**Brief**
From the entries below, copy every line that holds the word "target".

+++

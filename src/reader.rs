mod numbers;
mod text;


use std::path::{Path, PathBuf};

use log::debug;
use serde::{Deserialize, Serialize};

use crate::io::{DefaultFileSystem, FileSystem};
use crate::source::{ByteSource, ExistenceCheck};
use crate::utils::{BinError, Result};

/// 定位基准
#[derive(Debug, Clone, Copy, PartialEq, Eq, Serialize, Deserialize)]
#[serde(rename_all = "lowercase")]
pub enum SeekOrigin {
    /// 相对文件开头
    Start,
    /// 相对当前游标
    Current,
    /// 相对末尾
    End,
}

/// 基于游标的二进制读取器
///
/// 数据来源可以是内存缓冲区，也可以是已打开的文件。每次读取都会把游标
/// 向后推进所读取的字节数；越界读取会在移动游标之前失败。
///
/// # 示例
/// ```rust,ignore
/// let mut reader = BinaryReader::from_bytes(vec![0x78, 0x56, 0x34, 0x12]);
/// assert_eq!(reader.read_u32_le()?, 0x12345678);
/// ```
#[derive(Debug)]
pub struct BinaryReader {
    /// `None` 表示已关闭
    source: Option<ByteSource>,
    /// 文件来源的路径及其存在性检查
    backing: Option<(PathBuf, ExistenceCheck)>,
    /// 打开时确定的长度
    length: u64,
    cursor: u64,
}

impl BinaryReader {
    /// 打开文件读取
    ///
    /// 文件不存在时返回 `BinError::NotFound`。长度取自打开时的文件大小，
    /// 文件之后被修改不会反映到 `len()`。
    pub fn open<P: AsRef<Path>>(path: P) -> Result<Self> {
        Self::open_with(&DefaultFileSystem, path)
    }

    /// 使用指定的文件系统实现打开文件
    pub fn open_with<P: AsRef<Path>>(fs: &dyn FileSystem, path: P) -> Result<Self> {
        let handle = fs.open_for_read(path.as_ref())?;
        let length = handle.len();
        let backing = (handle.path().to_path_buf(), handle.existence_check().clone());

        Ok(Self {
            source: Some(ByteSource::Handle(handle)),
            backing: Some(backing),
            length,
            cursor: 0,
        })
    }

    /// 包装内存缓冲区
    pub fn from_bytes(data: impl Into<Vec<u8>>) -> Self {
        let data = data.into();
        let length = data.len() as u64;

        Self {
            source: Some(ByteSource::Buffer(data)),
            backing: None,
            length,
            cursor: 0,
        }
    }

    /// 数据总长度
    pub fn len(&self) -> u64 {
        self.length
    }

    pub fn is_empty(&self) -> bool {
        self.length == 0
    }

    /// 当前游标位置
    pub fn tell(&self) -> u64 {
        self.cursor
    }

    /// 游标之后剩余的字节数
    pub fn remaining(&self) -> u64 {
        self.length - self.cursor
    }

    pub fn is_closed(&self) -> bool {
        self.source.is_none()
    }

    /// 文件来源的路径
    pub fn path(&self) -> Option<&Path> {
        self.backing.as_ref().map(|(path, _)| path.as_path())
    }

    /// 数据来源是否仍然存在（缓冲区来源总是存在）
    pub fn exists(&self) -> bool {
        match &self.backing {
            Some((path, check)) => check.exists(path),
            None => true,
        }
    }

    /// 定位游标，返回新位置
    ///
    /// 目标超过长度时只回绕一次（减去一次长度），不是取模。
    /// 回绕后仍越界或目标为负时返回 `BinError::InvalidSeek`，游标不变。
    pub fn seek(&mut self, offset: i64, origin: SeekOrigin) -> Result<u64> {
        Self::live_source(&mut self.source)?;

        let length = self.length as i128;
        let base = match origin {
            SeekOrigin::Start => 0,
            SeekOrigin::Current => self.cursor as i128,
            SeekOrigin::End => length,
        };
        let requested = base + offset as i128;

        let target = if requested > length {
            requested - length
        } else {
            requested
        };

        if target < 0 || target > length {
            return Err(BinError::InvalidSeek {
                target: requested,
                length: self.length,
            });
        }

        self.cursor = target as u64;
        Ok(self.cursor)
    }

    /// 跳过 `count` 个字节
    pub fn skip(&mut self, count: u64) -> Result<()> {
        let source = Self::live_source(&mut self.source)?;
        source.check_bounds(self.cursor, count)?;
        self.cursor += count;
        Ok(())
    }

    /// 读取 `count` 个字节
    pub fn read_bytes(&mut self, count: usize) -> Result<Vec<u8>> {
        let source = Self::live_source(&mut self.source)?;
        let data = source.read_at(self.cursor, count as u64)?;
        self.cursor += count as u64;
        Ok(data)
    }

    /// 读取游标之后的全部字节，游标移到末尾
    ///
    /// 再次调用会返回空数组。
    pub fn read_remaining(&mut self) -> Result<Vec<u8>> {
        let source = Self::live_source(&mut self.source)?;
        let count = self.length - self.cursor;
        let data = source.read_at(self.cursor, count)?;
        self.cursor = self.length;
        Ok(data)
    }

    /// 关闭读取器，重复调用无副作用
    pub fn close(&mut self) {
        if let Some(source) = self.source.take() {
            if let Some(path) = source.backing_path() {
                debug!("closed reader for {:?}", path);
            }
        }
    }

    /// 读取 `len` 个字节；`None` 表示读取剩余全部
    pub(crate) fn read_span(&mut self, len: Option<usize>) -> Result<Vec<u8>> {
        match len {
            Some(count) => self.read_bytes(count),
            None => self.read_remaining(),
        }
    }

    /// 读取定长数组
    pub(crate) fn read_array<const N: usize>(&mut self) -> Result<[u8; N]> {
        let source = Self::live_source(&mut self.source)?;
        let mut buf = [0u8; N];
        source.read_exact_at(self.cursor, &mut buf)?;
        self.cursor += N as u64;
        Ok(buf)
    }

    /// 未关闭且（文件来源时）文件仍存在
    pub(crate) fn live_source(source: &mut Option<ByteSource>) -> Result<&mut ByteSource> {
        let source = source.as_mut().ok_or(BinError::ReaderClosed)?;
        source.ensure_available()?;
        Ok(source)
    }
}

+++

**Reply**
        let target = if requested > length {
        if target < 0 || target > length {
                target: requested,
        self.cursor = target as u64;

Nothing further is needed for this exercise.